_PROBLEM TO WORK ON_:
Go line by line through the data and copy those with the word "reqwest".

Entries taken from a collection
☆ ☆ ☆
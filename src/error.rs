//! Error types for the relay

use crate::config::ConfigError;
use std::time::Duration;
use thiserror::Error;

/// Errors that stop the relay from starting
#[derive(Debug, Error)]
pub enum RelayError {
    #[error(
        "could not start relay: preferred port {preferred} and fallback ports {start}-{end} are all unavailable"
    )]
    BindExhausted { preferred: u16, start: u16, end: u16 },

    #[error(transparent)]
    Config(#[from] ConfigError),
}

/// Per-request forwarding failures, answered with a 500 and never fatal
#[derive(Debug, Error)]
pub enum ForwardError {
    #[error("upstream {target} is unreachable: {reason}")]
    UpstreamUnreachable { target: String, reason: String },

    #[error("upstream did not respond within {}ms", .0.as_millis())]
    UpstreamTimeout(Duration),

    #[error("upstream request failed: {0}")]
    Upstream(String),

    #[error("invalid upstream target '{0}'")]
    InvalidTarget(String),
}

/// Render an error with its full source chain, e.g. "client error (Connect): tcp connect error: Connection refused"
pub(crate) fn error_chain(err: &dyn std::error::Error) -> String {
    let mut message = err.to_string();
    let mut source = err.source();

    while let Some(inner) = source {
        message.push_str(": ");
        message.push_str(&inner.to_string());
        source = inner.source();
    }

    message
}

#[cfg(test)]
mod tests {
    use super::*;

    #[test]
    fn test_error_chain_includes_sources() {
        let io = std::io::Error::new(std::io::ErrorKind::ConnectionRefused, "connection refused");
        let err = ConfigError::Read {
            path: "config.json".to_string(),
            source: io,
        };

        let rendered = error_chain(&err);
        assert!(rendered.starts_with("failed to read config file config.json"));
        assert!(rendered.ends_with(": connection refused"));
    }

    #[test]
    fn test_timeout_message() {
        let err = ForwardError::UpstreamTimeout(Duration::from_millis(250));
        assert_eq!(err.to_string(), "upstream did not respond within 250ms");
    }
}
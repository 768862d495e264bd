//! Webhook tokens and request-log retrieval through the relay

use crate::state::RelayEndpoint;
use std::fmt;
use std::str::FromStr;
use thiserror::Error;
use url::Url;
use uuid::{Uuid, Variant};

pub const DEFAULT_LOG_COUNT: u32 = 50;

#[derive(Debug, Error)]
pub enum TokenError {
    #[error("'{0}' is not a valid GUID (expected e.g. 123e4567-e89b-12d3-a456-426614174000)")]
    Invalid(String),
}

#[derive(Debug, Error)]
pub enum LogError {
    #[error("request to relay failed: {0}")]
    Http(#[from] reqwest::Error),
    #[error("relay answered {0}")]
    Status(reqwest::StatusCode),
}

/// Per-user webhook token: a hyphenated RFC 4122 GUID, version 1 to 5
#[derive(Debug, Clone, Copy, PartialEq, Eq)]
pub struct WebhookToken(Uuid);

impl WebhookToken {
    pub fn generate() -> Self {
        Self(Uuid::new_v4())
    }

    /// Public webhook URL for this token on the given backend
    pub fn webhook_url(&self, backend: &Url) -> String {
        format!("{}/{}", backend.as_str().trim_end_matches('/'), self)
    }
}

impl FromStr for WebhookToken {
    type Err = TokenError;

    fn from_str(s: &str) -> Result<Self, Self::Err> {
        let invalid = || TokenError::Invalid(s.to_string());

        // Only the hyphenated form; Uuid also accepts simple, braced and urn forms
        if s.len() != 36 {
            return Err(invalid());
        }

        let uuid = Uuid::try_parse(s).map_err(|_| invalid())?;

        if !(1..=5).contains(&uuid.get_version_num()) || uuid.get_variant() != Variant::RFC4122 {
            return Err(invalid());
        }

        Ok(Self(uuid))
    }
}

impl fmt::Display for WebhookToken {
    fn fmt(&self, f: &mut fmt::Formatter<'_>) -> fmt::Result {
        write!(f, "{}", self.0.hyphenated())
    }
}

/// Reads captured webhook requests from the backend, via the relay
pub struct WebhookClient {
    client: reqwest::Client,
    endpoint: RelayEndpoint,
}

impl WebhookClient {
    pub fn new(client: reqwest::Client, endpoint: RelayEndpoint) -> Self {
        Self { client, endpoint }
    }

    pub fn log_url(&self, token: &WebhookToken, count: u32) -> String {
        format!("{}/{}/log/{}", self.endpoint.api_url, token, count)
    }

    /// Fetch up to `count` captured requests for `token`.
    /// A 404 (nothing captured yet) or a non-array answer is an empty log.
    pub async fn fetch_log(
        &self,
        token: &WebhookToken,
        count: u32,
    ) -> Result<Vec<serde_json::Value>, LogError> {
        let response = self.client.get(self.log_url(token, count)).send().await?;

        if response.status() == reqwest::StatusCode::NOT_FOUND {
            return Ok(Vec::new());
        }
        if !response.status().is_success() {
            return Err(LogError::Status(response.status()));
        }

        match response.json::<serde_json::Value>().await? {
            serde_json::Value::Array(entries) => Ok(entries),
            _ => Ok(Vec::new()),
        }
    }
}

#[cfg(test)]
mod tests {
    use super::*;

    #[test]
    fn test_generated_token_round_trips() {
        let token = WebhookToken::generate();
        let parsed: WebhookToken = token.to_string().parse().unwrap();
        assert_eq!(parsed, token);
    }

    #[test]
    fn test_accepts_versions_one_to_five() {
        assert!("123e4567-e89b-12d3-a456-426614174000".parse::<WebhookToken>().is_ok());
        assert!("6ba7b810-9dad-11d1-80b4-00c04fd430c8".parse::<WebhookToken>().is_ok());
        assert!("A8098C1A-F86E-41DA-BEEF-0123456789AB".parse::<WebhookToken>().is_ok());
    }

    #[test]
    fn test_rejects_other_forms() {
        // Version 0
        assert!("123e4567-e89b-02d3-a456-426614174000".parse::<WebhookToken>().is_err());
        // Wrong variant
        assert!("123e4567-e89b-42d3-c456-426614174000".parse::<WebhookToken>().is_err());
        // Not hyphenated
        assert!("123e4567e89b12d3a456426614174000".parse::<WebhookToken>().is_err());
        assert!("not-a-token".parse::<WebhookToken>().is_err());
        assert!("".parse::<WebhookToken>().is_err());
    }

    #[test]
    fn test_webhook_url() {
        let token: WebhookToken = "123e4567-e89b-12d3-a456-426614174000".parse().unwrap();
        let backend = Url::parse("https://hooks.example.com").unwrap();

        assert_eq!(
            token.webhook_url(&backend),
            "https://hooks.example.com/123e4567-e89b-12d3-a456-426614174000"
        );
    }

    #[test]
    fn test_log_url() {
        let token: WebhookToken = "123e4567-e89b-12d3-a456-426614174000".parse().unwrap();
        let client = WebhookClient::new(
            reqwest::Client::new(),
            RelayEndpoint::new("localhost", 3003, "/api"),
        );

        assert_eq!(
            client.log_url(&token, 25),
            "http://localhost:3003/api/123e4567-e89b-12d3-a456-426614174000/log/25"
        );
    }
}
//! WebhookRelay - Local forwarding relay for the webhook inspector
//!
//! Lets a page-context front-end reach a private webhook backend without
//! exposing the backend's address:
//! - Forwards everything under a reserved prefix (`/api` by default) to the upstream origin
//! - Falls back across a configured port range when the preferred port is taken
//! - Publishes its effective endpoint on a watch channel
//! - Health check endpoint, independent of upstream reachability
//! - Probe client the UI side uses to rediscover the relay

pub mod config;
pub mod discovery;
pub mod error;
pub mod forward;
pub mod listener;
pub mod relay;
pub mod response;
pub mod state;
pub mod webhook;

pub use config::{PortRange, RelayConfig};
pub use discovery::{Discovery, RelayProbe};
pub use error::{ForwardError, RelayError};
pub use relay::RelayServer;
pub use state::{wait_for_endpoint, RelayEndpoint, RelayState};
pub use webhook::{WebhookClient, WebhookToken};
☆ ☆ ☆
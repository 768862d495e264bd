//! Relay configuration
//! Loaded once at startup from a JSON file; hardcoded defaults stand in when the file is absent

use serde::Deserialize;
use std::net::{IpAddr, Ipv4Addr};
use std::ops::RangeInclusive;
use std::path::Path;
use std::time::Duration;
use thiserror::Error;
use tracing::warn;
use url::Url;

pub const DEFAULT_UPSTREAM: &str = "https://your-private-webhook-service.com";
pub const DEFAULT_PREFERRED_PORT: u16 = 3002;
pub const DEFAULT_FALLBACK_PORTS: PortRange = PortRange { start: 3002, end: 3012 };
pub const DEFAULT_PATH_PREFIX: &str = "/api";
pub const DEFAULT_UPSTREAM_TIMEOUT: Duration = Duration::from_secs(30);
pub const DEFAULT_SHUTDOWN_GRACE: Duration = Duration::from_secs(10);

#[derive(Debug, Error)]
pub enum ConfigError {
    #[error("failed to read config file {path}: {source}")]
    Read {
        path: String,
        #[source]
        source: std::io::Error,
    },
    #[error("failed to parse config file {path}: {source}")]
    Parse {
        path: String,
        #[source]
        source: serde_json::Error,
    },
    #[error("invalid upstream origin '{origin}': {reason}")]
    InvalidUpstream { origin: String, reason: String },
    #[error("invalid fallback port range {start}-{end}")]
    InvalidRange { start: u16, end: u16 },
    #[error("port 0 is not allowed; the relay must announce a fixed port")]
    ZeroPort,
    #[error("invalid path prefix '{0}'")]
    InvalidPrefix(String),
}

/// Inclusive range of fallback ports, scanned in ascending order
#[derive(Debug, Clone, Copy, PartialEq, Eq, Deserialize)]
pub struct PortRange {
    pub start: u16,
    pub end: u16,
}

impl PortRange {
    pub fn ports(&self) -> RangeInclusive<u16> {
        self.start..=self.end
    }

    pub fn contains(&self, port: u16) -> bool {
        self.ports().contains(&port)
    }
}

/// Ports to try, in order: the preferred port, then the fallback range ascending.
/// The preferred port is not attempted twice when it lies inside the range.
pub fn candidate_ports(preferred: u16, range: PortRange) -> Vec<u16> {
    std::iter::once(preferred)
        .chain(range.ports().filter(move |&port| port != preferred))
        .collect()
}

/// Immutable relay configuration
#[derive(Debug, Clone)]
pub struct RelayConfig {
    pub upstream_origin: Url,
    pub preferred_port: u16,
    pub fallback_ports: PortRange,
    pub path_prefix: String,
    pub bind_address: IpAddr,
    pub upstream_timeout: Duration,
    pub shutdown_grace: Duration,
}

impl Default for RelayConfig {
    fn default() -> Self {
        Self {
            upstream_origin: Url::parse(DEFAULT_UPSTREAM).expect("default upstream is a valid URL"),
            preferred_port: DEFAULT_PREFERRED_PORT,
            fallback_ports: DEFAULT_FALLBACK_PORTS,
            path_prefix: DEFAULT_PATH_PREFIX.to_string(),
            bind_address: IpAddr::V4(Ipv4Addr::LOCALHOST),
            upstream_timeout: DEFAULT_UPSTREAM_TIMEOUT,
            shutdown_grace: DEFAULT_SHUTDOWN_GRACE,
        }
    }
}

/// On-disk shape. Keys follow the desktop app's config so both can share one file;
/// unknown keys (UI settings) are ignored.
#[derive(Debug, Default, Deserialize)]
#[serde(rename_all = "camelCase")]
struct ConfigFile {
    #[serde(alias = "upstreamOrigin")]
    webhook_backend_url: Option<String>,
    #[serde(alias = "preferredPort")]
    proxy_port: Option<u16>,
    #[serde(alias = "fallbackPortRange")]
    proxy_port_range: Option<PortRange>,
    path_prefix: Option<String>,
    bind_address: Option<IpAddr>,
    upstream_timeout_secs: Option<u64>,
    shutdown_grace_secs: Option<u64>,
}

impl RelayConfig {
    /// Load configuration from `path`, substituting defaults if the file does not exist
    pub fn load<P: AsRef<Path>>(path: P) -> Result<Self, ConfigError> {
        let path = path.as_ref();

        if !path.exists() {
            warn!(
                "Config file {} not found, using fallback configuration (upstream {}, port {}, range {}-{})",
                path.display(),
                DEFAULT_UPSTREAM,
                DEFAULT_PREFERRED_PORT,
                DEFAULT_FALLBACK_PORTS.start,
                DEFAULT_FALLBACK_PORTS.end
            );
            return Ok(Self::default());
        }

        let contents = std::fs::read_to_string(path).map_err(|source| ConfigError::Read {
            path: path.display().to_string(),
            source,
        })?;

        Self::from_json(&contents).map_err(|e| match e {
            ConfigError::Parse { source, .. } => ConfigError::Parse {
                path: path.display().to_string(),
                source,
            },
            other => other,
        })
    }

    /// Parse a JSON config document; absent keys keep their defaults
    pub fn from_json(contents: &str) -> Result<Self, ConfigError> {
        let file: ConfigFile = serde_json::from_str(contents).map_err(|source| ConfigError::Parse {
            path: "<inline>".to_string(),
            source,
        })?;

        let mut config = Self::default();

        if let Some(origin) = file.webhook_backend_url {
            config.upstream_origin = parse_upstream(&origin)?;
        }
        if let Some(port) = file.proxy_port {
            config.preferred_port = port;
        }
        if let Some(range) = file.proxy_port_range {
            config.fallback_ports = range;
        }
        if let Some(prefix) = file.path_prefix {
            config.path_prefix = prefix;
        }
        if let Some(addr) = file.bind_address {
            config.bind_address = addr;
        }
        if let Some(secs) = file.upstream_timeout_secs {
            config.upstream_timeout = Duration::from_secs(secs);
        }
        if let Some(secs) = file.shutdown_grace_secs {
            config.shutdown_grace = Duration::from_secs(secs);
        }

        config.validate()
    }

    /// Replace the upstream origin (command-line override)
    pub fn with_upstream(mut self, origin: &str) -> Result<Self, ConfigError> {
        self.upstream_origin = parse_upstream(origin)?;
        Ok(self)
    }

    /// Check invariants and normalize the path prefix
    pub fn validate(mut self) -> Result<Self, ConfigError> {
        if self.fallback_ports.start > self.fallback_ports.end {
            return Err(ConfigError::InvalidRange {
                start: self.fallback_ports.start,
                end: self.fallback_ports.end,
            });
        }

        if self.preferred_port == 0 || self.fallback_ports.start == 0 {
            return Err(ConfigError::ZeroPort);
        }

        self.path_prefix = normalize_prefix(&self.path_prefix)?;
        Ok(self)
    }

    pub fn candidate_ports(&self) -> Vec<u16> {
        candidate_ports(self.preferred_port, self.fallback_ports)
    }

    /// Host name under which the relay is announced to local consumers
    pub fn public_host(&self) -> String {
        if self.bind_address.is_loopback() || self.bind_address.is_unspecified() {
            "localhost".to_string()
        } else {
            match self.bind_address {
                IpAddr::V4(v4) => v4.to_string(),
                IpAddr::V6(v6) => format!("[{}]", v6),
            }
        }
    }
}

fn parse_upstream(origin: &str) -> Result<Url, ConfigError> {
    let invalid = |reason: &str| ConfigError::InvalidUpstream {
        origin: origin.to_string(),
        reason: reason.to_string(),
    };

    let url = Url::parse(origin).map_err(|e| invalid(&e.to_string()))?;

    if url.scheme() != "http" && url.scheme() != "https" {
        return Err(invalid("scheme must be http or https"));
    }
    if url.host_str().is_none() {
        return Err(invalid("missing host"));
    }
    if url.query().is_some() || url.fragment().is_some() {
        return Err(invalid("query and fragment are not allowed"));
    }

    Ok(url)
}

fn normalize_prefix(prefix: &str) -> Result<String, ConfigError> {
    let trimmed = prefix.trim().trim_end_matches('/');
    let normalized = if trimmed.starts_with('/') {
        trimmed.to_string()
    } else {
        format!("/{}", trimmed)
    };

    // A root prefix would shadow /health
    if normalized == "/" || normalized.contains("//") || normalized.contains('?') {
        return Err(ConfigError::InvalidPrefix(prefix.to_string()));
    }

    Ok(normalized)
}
☆ ☆ ☆
_SOLUTION FOR THIS EXERCISE_:
    Http(#[from] reqwest::Error),
    Status(reqwest::StatusCode),
    client: reqwest::Client,
    pub fn new(client: reqwest::Client, endpoint: RelayEndpoint) -> Self {
        if response.status() == reqwest::StatusCode::NOT_FOUND {
            reqwest::Client::new(),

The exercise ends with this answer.